■ Task description:
Work through the entries below and report how many lines include "details". The number alone is the answer.

*** Begin section ***

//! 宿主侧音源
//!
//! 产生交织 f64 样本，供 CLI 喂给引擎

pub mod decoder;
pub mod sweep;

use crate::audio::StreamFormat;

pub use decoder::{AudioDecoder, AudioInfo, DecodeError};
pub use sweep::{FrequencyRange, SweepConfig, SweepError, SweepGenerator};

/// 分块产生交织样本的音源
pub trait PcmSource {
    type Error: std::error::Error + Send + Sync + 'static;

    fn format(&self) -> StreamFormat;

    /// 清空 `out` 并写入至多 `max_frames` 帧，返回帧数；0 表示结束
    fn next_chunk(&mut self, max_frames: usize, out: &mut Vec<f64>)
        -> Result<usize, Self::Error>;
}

*** End section ***
*** Begin section ***

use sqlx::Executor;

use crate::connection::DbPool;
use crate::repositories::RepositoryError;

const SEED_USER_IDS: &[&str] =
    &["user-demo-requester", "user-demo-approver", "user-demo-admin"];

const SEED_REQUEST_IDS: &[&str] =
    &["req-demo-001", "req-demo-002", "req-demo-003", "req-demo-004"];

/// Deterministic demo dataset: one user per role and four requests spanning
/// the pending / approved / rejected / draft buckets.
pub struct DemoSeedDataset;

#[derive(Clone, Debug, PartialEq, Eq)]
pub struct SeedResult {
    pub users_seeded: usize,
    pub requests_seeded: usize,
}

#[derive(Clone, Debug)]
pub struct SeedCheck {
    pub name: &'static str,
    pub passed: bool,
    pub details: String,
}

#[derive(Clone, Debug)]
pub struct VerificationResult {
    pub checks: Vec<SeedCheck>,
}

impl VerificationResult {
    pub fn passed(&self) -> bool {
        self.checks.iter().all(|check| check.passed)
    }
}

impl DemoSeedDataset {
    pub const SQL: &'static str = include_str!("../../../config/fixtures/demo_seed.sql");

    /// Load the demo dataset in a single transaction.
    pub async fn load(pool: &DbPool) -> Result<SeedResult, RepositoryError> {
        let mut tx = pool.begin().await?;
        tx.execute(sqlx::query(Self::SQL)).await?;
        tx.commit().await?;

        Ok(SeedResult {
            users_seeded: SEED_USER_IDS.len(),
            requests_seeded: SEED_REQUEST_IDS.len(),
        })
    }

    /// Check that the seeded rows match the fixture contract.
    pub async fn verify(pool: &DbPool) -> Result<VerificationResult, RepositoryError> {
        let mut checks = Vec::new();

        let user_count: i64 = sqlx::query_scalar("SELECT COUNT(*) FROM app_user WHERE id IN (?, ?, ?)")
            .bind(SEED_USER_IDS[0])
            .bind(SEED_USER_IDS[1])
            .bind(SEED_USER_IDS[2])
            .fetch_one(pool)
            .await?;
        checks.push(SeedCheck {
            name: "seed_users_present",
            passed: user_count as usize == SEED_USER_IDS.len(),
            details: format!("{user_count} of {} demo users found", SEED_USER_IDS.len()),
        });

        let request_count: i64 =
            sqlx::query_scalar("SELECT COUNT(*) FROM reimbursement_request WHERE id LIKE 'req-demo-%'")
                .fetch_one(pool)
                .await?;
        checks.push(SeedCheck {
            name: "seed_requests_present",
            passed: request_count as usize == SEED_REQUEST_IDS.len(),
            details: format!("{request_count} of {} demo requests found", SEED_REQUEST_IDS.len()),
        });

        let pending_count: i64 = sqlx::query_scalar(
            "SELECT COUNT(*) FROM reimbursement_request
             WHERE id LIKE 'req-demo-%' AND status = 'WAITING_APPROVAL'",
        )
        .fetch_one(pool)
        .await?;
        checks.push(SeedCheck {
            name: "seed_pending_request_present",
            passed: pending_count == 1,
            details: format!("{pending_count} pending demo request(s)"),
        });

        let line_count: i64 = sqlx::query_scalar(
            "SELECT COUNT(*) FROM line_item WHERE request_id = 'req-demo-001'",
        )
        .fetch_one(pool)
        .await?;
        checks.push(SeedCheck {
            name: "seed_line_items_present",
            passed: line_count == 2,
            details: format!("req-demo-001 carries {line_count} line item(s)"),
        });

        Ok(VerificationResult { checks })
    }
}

*** End section ***

■ Task response:
5